The garden's founder, Robert B. Woodward, was an interesting fellow. A businessman. A people-person. A collector. Born in Rhode Island in 1824, Woodward came to San Francisco in 1849 and opened what would become a very popular hotel, the What Cheer House. Located on Sacramento Street near Leidesdorff, it soon was one of the largest hotels in the city. Many sailors enjoyed staying there, and the proprietor was such a well-liked man that they would often bring him trinkets from around the world when they’d come to town. For Woodward, these gifts were the beginning of what would become a life-long obsession with collecting.

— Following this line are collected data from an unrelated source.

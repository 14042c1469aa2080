//! Run Orchestrator - 流水线编排
//!
//! 五个阶段严格顺序执行：
//! 1. 校验令牌（失败则终止）
//! 2. 生成音乐并落盘（失败只记录，继续）
//! 3. 生成旁白并落盘（失败只记录，继续）
//! 4. 检查图片/视频源文件（缺失则终止）
//! 5. 按需合成占位视频，再把成功生成的音轨合并进去
//!
//! 远程调用失败可以容忍，本地源文件缺失则不行

use std::path::{Path, PathBuf};
use std::sync::Arc;

use super::error::ApplicationError;
use super::ports::{
    ArtifactStoragePort, InferenceEngineFactory, InferenceEnginePort, InferenceKind,
    MediaToolPort,
};
use super::report::{EventStatus, RunOutcome, RunReport, Stage};
use crate::config::AppConfig;
use crate::domain::{Credential, Prompt};

/// 运行编排器
pub struct RunOrchestrator {
    config: AppConfig,
    inference: Arc<dyn InferenceEngineFactory>,
    media_tool: Arc<dyn MediaToolPort>,
    storage: Arc<dyn ArtifactStoragePort>,
    /// 是否把进度打印到标准输出
    echo: bool,
}

impl RunOrchestrator {
    pub fn new(
        config: AppConfig,
        inference: Arc<dyn InferenceEngineFactory>,
        media_tool: Arc<dyn MediaToolPort>,
        storage: Arc<dyn ArtifactStoragePort>,
    ) -> Self {
        Self {
            config,
            inference,
            media_tool,
            storage,
            echo: true,
        }
    }

    /// 不打印控制台输出（事件仍记录在 RunReport 中）
    pub fn quiet(mut self) -> Self {
        self.echo = false;
        self
    }

    fn emit(&self, report: &mut RunReport, stage: Stage, status: EventStatus, message: String) {
        let event = report.push(stage, status, message);
        if self.echo {
            println!("{}", event.message);
        }
    }

    fn blank_line(&self) {
        if self.echo {
            println!();
        }
    }

    /// 执行一次完整运行
    ///
    /// 令牌被拒、源文件缺失、没有可合并的音轨都以 `Ok(RunReport)` 返回；
    /// 媒体工具失败以 `Err(ApplicationError::Media)` 返回
    pub async fn run(&self) -> Result<RunReport, ApplicationError> {
        let mut report = RunReport::start();

        // 1. 令牌
        let credential = match Credential::guard(&self.config.inference.credential) {
            Ok(credential) => credential,
            Err(e) => {
                tracing::warn!(error = %e, "Credential rejected, aborting run");
                self.emit(&mut report, Stage::Credential, EventStatus::Failure, e.instruction());
                return Ok(report.finish(RunOutcome::CredentialRejected));
            }
        };

        let music_prompt = Prompt::new(self.config.prompts.music.as_str())?;
        let voiceover_prompt = Prompt::new(self.config.prompts.voiceover.as_str())?;

        // 客户端在本次运行期间存活，函数返回时释放
        let engine = self.inference.connect(&credential)?;

        // 2. 音乐
        let music_path = self
            .generate_track(
                engine.as_ref(),
                InferenceKind::Music,
                &music_prompt,
                &self.config.output.music_path,
                &mut report,
            )
            .await;
        report.music_path = music_path;
        self.blank_line();

        // 3. 旁白
        let voiceover_path = self
            .generate_track(
                engine.as_ref(),
                InferenceKind::Voiceover,
                &voiceover_prompt,
                &self.config.output.voiceover_path,
                &mut report,
            )
            .await;
        report.voiceover_path = voiceover_path;
        self.blank_line();

        // 4. 源文件
        let media = &self.config.media;
        let source = media.source_path();
        if !self.storage.exists(source).await {
            let kind = if media.synthesize_video { "image" } else { "video" };
            tracing::error!(path = %source.display(), "Source file not found, aborting run");
            self.emit(
                &mut report,
                Stage::SourceCheck,
                EventStatus::Failure,
                format!(
                    "The {} source file '{}' was not found. Please add the file at that location.",
                    kind,
                    source.display()
                ),
            );
            return Ok(report.finish(RunOutcome::SourceMissing));
        }

        // 5. 视频合成与合并
        let video_path = self.storage.resolve(&media.video_path);
        if media.synthesize_video {
            let image_path = self.storage.resolve(&media.image_path);
            self.media_tool
                .create_video_from_image(&image_path, media.duration_seconds, &video_path)
                .await
                .map_err(|e| {
                    tracing::error!(error = %e, "Failed to create video from image");
                    e
                })?;
            self.emit(
                &mut report,
                Stage::Video,
                EventStatus::Success,
                format!("Placeholder video created at {}", media.video_path.display()),
            );
        }
        report.video_path = Some(video_path.clone());

        let audio_tracks: Vec<PathBuf> = [report.music_path.clone(), report.voiceover_path.clone()]
            .into_iter()
            .flatten()
            .collect();

        if audio_tracks.is_empty() {
            tracing::warn!("No audio tracks were generated, skipping final assembly");
            self.emit(
                &mut report,
                Stage::Combine,
                EventStatus::Failure,
                "No audio tracks were generated; skipping final assembly.".to_string(),
            );
            return Ok(report.finish(RunOutcome::NothingToCombine));
        }

        let output_path = self.storage.resolve(&media.output_path);
        let written = self
            .media_tool
            .combine_audio_and_video(&video_path, &audio_tracks, &output_path)
            .await
            .map_err(|e| {
                tracing::error!(error = %e, "Failed to combine audio and video");
                e
            })?;

        tracing::info!(
            output = %written.display(),
            audio_tracks = audio_tracks.len(),
            "Final video assembled"
        );
        self.emit(
            &mut report,
            Stage::Combine,
            EventStatus::Success,
            format!("Final video assembled at {}", media.output_path.display()),
        );
        report.final_output = Some(written);

        Ok(report.finish(RunOutcome::Completed))
    }

    /// 生成一条音轨并落盘
    ///
    /// 推理或写盘失败都只记录，返回 None
    async fn generate_track(
        &self,
        engine: &dyn InferenceEnginePort,
        kind: InferenceKind,
        prompt: &Prompt,
        path: &Path,
        report: &mut RunReport,
    ) -> Option<PathBuf> {
        let (stage, label) = match kind {
            InferenceKind::Music => (Stage::Music, "Music"),
            InferenceKind::Voiceover => (Stage::Voiceover, "Voiceover"),
        };

        self.emit(
            report,
            stage,
            EventStatus::Info,
            format!("Generating {} for prompt: '{}'...", kind, prompt),
        );

        let result = match engine.generate(kind, prompt).await {
            Ok(audio) => self
                .storage
                .save(path, &audio)
                .await
                .map_err(ApplicationError::from),
            Err(e) => Err(ApplicationError::from(e)),
        };

        match result {
            Ok(saved) => {
                self.emit(
                    report,
                    stage,
                    EventStatus::Success,
                    format!("{} successfully generated and saved to {}", label, path.display()),
                );
                Some(saved)
            }
            Err(e) => {
                tracing::error!(kind = %kind, error = %e, "Generation failed, continuing");
                let message = match e {
                    ApplicationError::Inference(inner) => inner.to_string(),
                    other => other.to_string(),
                };
                self.emit(
                    report,
                    stage,
                    EventStatus::Failure,
                    format!("An error occurred during {} generation: {}", kind, message),
                );
                None
            }
        }
    }
}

The success of the What Cheer House was so great that Woodward soon became quite wealthy. He bought a large piece of land down on Mission Street and built his new family home there. He loved collecting plants, animals and art, and spent much of his time developing his large property into a beautiful location to entertain his friends and family. Over the years, San Francisco locals became so intrigued by his mysterious home, that they would often attempt to get an invitation inside. It became such a popular idea that in 1883 the San Francisco Examiner wrote, “Woodward realized that it was only a question of being pestered forever or quietly throwing open his place.”

And so that’s what he did.

First, he went on extensive buying trips to Europe and came back with thousands of dollars worth of artwork and animal/geological/plant specimens to develop the location into a more interesting public attraction. Woodward then moved with his wife and four children up to Napa, and officially opened up his San Francisco “Woodward’s Gardens” to the public.